### Required work
Scan the material below and report how many lines include the string "thread"; nothing else belongs in the reply.

### Input

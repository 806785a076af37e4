//! Progression engine - converts task completions into durable xp, coin,
//! level, and streak changes.
//!
//! One `complete_task` call is one logical transaction: state load, boost
//! application, gain accrual, streak update, level cascade, and the paired
//! ledger appends either all commit together or leave no trace. Calls for
//! the same user are serialized; a lost database race is retried a bounded
//! number of times before surfacing a conflict.

use std::thread;
use std::time::Duration;

use chrono::{DateTime, Utc};
use rusqlite::{Connection, ErrorCode, OptionalExtension, Row, TransactionBehavior};
use tracing::debug;

use crate::boost::effective_multiplier;
use crate::curve::{MAX_LEVEL, threshold};
use crate::db::ProgressionDb;
use crate::error::{ProgressionError, Result};
use crate::ledger;
use crate::models::{Boost, EventKind, NewEvent, UserProgression};
use crate::streak::updated_streak;

/// Bounded retries for a transaction that loses a write race.
const MAX_TX_ATTEMPTS: u32 = 5;
const RETRY_BACKOFF: Duration = Duration::from_millis(25);

/// Sole writer of a user's xp, coins, level, and streak.
#[derive(Clone)]
pub struct ProgressionEngine {
    db: ProgressionDb,
}

impl ProgressionEngine {
    pub fn new(db: ProgressionDb) -> Self {
        Self { db }
    }

    /// Create the zero-valued progression row for a newly registered user
    /// (level 1, everything else 0, gamification enabled).
    ///
    /// Idempotent: an existing row is left untouched.
    pub fn create_user(&self, user_id: &str) -> Result<UserProgression> {
        let conn = self.db.conn();
        conn.execute(
            "INSERT OR IGNORE INTO user_progression (user_id, updated_at) VALUES (?1, ?2)",
            rusqlite::params![user_id, Utc::now().timestamp_millis()],
        )?;
        load_progression(&conn, user_id)?
            .ok_or_else(|| ProgressionError::UserNotFound(user_id.to_string()))
    }

    /// Current progression snapshot for the API layer.
    pub fn get_progression(&self, user_id: &str) -> Result<UserProgression> {
        let conn = self.db.conn();
        load_progression(&conn, user_id)?
            .ok_or_else(|| ProgressionError::UserNotFound(user_id.to_string()))
    }

    /// Apply one task completion and return the updated state.
    ///
    /// The multipliers are caller-supplied gain hints, already scaled by
    /// priority on the task side; non-finite values coerce to zero. The
    /// priority string is carried through verbatim into the ledger
    /// descriptions, malformed or not. An active boost multiplies the xp
    /// gain only.
    pub fn complete_task(
        &self,
        user_id: &str,
        task_priority: &str,
        xp_multiplier: f64,
        coins_multiplier: f64,
    ) -> Result<UserProgression> {
        let now = Utc::now();
        self.with_write_tx(user_id, |tx| {
            apply_completion(tx, user_id, task_priority, xp_multiplier, coins_multiplier, now)
        })
    }

    /// Flip the gamification flag and return the new value.
    ///
    /// Leaves xp, coins, level, streak, and the ledger untouched.
    pub fn toggle_gamification(&self, user_id: &str) -> Result<bool> {
        self.with_write_tx(user_id, |tx| {
            let enabled: Option<bool> = tx
                .query_row(
                    "SELECT gamification_enabled FROM user_progression WHERE user_id = ?1",
                    [user_id],
                    |r| r.get(0),
                )
                .optional()?;
            let Some(enabled) = enabled else {
                return Err(ProgressionError::UserNotFound(user_id.to_string()));
            };

            let new_value = !enabled;
            tx.execute(
                "UPDATE user_progression SET gamification_enabled = ?1, updated_at = ?2
                 WHERE user_id = ?3",
                rusqlite::params![new_value, Utc::now().timestamp_millis(), user_id],
            )?;
            Ok(new_value)
        })
    }

    /// Attach a time-limited xp multiplier, replacing any existing boost.
    ///
    /// Expiry is evaluated lazily when gains are computed; nothing here or
    /// in the resolver sweeps expired state.
    pub fn grant_boost(
        &self,
        user_id: &str,
        multiplier: f64,
        expires_at: DateTime<Utc>,
    ) -> Result<UserProgression> {
        self.with_write_tx(user_id, |tx| {
            let changed = tx.execute(
                "UPDATE user_progression
                 SET boost_multiplier = ?1, boost_expires_at = ?2, updated_at = ?3
                 WHERE user_id = ?4",
                rusqlite::params![
                    multiplier,
                    expires_at.timestamp_millis(),
                    Utc::now().timestamp_millis(),
                    user_id,
                ],
            )?;
            if changed == 0 {
                return Err(ProgressionError::UserNotFound(user_id.to_string()));
            }
            load_progression(tx, user_id)?
                .ok_or_else(|| ProgressionError::UserNotFound(user_id.to_string()))
        })
    }

    /// Run `op` inside an IMMEDIATE transaction, retrying a bounded number
    /// of times when a concurrent writer holds the database file.
    fn with_write_tx<T>(
        &self,
        user_id: &str,
        mut op: impl FnMut(&Connection) -> Result<T>,
    ) -> Result<T> {
        let mut attempt = 0;
        loop {
            attempt += 1;
            let result = {
                let mut conn = self.db.conn();
                conn.transaction_with_behavior(TransactionBehavior::Immediate)
                    .map_err(ProgressionError::from)
                    .and_then(|tx| {
                        let value = op(&tx)?;
                        tx.commit()?;
                        Ok(value)
                    })
            };
            match result {
                Err(ProgressionError::Storage(e)) if is_busy(&e) => {
                    if attempt >= MAX_TX_ATTEMPTS {
                        return Err(ProgressionError::Conflict(user_id.to_string()));
                    }
                    debug!(
                        "Progression write for {} hit a busy database (attempt {}), retrying",
                        user_id, attempt
                    );
                    thread::sleep(RETRY_BACKOFF);
                }
                other => return other,
            }
        }
    }
}

/// One completion, applied on an open transaction.
fn apply_completion(
    conn: &Connection,
    user_id: &str,
    task_priority: &str,
    xp_multiplier: f64,
    coins_multiplier: f64,
    now: DateTime<Utc>,
) -> Result<UserProgression> {
    let mut user = load_progression(conn, user_id)?
        .ok_or_else(|| ProgressionError::UserNotFound(user_id.to_string()))?;

    // Non-finite hints coerce to zero at the boundary; everything below is total
    let mut xp_gain = coerce_gain(xp_multiplier);
    let coins_gain = coerce_gain(coins_multiplier);

    xp_gain *= effective_multiplier(user.boost.as_ref(), now);

    let xp_gain = xp_gain.round() as i64;
    let coins_gain = coins_gain.round() as i64;

    user.xp += xp_gain;
    user.coins += coins_gain;

    // Streak baseline is the previous completion's date, read before this
    // call's entries land
    let last_xp_day = ledger::last_of_kind(conn, user_id, EventKind::Xp)?
        .and_then(|e| DateTime::from_timestamp_millis(e.occurred_at))
        .map(|dt| dt.date_naive());
    user.streak = updated_streak(last_xp_day, now.date_naive(), user.streak);

    // Cascade: one gain can cross several thresholds. Surplus above the
    // level-100 cap is retained but never drained.
    let old_level = user.level;
    while user.level < MAX_LEVEL && user.xp >= threshold(user.level) {
        user.xp -= threshold(user.level);
        user.level += 1;
    }
    if user.level > old_level {
        debug!("User {} leveled up: {} -> {}", user_id, old_level, user.level);
    }

    let occurred_at = now.timestamp_millis();
    ledger::append_event(
        conn,
        user_id,
        &NewEvent {
            kind: EventKind::Xp,
            value: xp_gain,
            description: format!("XP earned for completing a {task_priority} priority task"),
            occurred_at: Some(occurred_at),
        },
    )?;
    ledger::append_event(
        conn,
        user_id,
        &NewEvent {
            kind: EventKind::Coins,
            value: coins_gain,
            description: format!("Coins earned for completing a {task_priority} priority task"),
            occurred_at: Some(occurred_at),
        },
    )?;

    conn.execute(
        "UPDATE user_progression
         SET level = ?1, xp = ?2, coins = ?3, streak = ?4, updated_at = ?5
         WHERE user_id = ?6",
        rusqlite::params![user.level, user.xp, user.coins, user.streak, occurred_at, user_id],
    )?;

    Ok(user)
}

fn coerce_gain(hint: f64) -> f64 {
    if hint.is_finite() { hint } else { 0.0 }
}

fn is_busy(err: &rusqlite::Error) -> bool {
    matches!(
        err.sqlite_error_code(),
        Some(ErrorCode::DatabaseBusy | ErrorCode::DatabaseLocked)
    )
}

pub(crate) fn load_progression(conn: &Connection, user_id: &str) -> Result<Option<UserProgression>> {
    let user = conn
        .query_row(
            "SELECT user_id, level, xp, coins, streak, reborns,
                    boost_multiplier, boost_expires_at, gamification_enabled
             FROM user_progression WHERE user_id = ?1",
            [user_id],
            row_to_progression,
        )
        .optional()?;
    Ok(user)
}

fn row_to_progression(row: &Row<'_>) -> rusqlite::Result<UserProgression> {
    let multiplier: Option<f64> = row.get(6)?;
    let expires_at_ms: Option<i64> = row.get(7)?;
    let boost = match (multiplier, expires_at_ms) {
        (Some(multiplier), Some(ms)) => DateTime::from_timestamp_millis(ms)
            .map(|expires_at| Boost { multiplier, expires_at }),
        _ => None,
    };

    Ok(UserProgression {
        user_id: row.get(0)?,
        level: row.get(1)?,
        xp: row.get(2)?,
        coins: row.get(3)?,
        streak: row.get(4)?,
        reborns: row.get(5)?,
        boost,
        gamification_enabled: row.get(8)?,
    })
}
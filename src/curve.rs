//! Leveling curve.
//!
//! `threshold(level) = floor(100 * level^1.5)` is the XP cost of advancing
//! from `level` to `level + 1`. The same function answers both "can the
//! user level up" and "how much XP does this step drain".

/// Hard level cap. Surplus XP is retained past it but never drained.
pub const MAX_LEVEL: u32 = 100;

const BASE: f64 = 100.0;
const EXPONENT: f64 = 1.5;

/// XP required to advance from `level` (>= 1) to the next level.
///
/// Pure and total; deterministic for every valid level.
pub fn threshold(level: u32) -> i64 {
    (BASE * f64::from(level).powf(EXPONENT)).floor() as i64
}

#[cfg(test)]
mod tests {
    use super::*;

    #[test]
    fn test_threshold_values() {
        assert_eq!(threshold(1), 100);
        assert_eq!(threshold(2), 282);
        assert_eq!(threshold(3), 519);
        assert_eq!(threshold(4), 800);
        assert_eq!(threshold(5), 1118);
        assert_eq!(threshold(10), 3162);
    }

    #[test]
    fn test_threshold_monotonic() {
        for level in 1..MAX_LEVEL {
            assert!(threshold(level) < threshold(level + 1));
        }
    }
}
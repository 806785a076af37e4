//! Append-only progression event ledger.
//!
//! Every xp/coin change leaves entries here; the ledger is the audit trail
//! and the sole source of "when did the user last earn xp" for streak
//! computation. Entries are never edited, removed, or reordered.

use chrono::Utc;
use rusqlite::{Connection, OptionalExtension, Row};

use crate::db::ProgressionDb;
use crate::error::Result;
use crate::models::{EventKind, NewEvent, ProgressionEvent};

/// Read/append interface over a user's event history.
#[derive(Clone)]
pub struct Ledger {
    db: ProgressionDb,
}

impl Ledger {
    pub fn new(db: ProgressionDb) -> Self {
        Self { db }
    }

    /// Append one event. `occurred_at` defaults to the current instant.
    pub fn append(&self, user_id: &str, event: NewEvent) -> Result<ProgressionEvent> {
        let conn = self.db.conn();
        append_event(&conn, user_id, &event)
    }

    /// Most recent event of `kind` for the user, if any.
    pub fn last_of_kind(&self, user_id: &str, kind: EventKind) -> Result<Option<ProgressionEvent>> {
        let conn = self.db.conn();
        last_of_kind(&conn, user_id, kind)
    }

    /// Full event history for a user, oldest first.
    pub fn events_for_user(&self, user_id: &str) -> Result<Vec<ProgressionEvent>> {
        let conn = self.db.conn();
        let mut stmt = conn.prepare(
            "SELECT id, user_id, kind, value, description, occurred_at
             FROM progression_events
             WHERE user_id = ?1
             ORDER BY occurred_at, id",
        )?;
        let events = stmt
            .query_map([user_id], row_to_event)?
            .collect::<rusqlite::Result<Vec<_>>>()?;
        Ok(events)
    }

    /// Number of events recorded for a user.
    pub fn count_for_user(&self, user_id: &str) -> Result<u64> {
        let conn = self.db.conn();
        let count: u64 = conn.query_row(
            "SELECT COUNT(*) FROM progression_events WHERE user_id = ?1",
            [user_id],
            |r| r.get(0),
        )?;
        Ok(count)
    }
}

/// Insert an event on an open connection or transaction.
pub(crate) fn append_event(
    conn: &Connection,
    user_id: &str,
    event: &NewEvent,
) -> Result<ProgressionEvent> {
    let occurred_at = event
        .occurred_at
        .unwrap_or_else(|| Utc::now().timestamp_millis());

    conn.execute(
        "INSERT INTO progression_events (user_id, kind, value, description, occurred_at)
         VALUES (?1, ?2, ?3, ?4, ?5)",
        rusqlite::params![
            user_id,
            event.kind.as_str(),
            event.value,
            event.description,
            occurred_at,
        ],
    )?;

    Ok(ProgressionEvent {
        id: conn.last_insert_rowid(),
        user_id: user_id.to_string(),
        kind: event.kind,
        value: event.value,
        description: event.description.clone(),
        occurred_at,
    })
}

/// Indexed most-recent-by-kind lookup; never a history scan.
pub(crate) fn last_of_kind(
    conn: &Connection,
    user_id: &str,
    kind: EventKind,
) -> Result<Option<ProgressionEvent>> {
    let event = conn
        .query_row(
            "SELECT id, user_id, kind, value, description, occurred_at
             FROM progression_events
             WHERE user_id = ?1 AND kind = ?2
             ORDER BY occurred_at DESC, id DESC
             LIMIT 1",
            rusqlite::params![user_id, kind.as_str()],
            row_to_event,
        )
        .optional()?;
    Ok(event)
}

fn row_to_event(row: &Row<'_>) -> rusqlite::Result<ProgressionEvent> {
    let kind_str: String = row.get(2)?;
    let kind = EventKind::from_str(&kind_str).ok_or_else(|| {
        rusqlite::Error::FromSqlConversionFailure(
            2,
            rusqlite::types::Type::Text,
            format!("unknown event kind `{kind_str}`").into(),
        )
    })?;

    Ok(ProgressionEvent {
        id: row.get(0)?,
        user_id: row.get(1)?,
        kind,
        value: row.get(3)?,
        description: row.get(4)?,
        occurred_at: row.get(5)?,
    })
}

#[cfg(test)]
mod tests {
    use super::*;
    use tempfile::tempdir;

    fn test_db() -> (tempfile::TempDir, ProgressionDb) {
        let dir = tempdir().unwrap();
        let db = ProgressionDb::open(&dir.path().join("test.db")).unwrap();
        db.conn()
            .execute(
                "INSERT INTO user_progression (user_id, updated_at) VALUES ('u1', 0)",
                [],
            )
            .unwrap();
        (dir, db)
    }

    fn event(kind: EventKind, value: i64, occurred_at: Option<i64>) -> NewEvent {
        NewEvent {
            kind,
            value,
            description: String::new(),
            occurred_at,
        }
    }

    #[test]
    fn test_append_assigns_timestamp() {
        let (_dir, db) = test_db();
        let ledger = Ledger::new(db);

        let before = Utc::now().timestamp_millis();
        let appended = ledger.append("u1", event(EventKind::Xp, 10, None)).unwrap();
        let after = Utc::now().timestamp_millis();

        assert!(appended.occurred_at >= before && appended.occurred_at <= after);
        assert_eq!(ledger.count_for_user("u1").unwrap(), 1);
    }

    #[test]
    fn test_last_of_kind_picks_latest_of_that_kind() {
        let (_dir, db) = test_db();
        let ledger = Ledger::new(db);

        ledger.append("u1", event(EventKind::Xp, 5, Some(1_000))).unwrap();
        ledger.append("u1", event(EventKind::Xp, 7, Some(3_000))).unwrap();
        ledger.append("u1", event(EventKind::Coins, 2, Some(9_000))).unwrap();

        let last = ledger.last_of_kind("u1", EventKind::Xp).unwrap().unwrap();
        assert_eq!(last.value, 7);
        assert_eq!(last.occurred_at, 3_000);
        assert!(ledger.last_of_kind("u1", EventKind::Badge).unwrap().is_none());
    }

    #[test]
    fn test_events_for_user_is_chronological() {
        let (_dir, db) = test_db();
        let ledger = Ledger::new(db);

        ledger.append("u1", event(EventKind::Coins, 1, Some(5_000))).unwrap();
        ledger.append("u1", event(EventKind::Xp, 2, Some(1_000))).unwrap();

        let events = ledger.events_for_user("u1").unwrap();
        assert_eq!(events.len(), 2);
        assert_eq!(events[0].kind, EventKind::Xp);
        assert_eq!(events[1].kind, EventKind::Coins);
    }
}
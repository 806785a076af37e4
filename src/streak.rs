//! Daily streak continuity rules.

use chrono::NaiveDate;

/// Compute the new streak value for a completion happening `today`.
///
/// `last_xp_day` is the calendar date of the user's most recent xp ledger
/// entry, or `None` when no xp has ever been earned. Dates are compared in
/// a fixed reference timezone (UTC); two instants on the same calendar day
/// collapse to a zero gap.
///
/// Rules:
/// - no prior xp entry: 0 (a first-ever completion does not open a streak)
/// - prior entry yesterday: streak + 1
/// - prior entry older than yesterday: 1 (restart, today counts)
/// - prior entry today, or in the future from clock skew: unchanged
pub fn updated_streak(last_xp_day: Option<NaiveDate>, today: NaiveDate, current: u32) -> u32 {
    let Some(last) = last_xp_day else {
        return 0;
    };
    let gap = (today - last).num_days();
    if gap == 1 {
        current + 1
    } else if gap > 1 {
        1
    } else {
        current
    }
}

#[cfg(test)]
mod tests {
    use super::*;
    use chrono::Duration;

    fn day(s: &str) -> NaiveDate {
        NaiveDate::parse_from_str(s, "%Y-%m-%d").unwrap()
    }

    #[test]
    fn test_no_history_resets_to_zero() {
        assert_eq!(updated_streak(None, day("2026-01-10"), 7), 0);
    }

    #[test]
    fn test_yesterday_extends() {
        let today = day("2026-01-10");
        assert_eq!(updated_streak(Some(today - Duration::days(1)), today, 4), 5);
    }

    #[test]
    fn test_gap_restarts_at_one() {
        let today = day("2026-01-10");
        assert_eq!(updated_streak(Some(today - Duration::days(3)), today, 5), 1);
    }

    #[test]
    fn test_same_day_unchanged() {
        let today = day("2026-01-10");
        assert_eq!(updated_streak(Some(today), today, 5), 5);
    }

    #[test]
    fn test_clock_skew_unchanged() {
        let today = day("2026-01-10");
        assert_eq!(updated_streak(Some(today + Duration::days(1)), today, 5), 5);
    }
}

### Answer for the task
2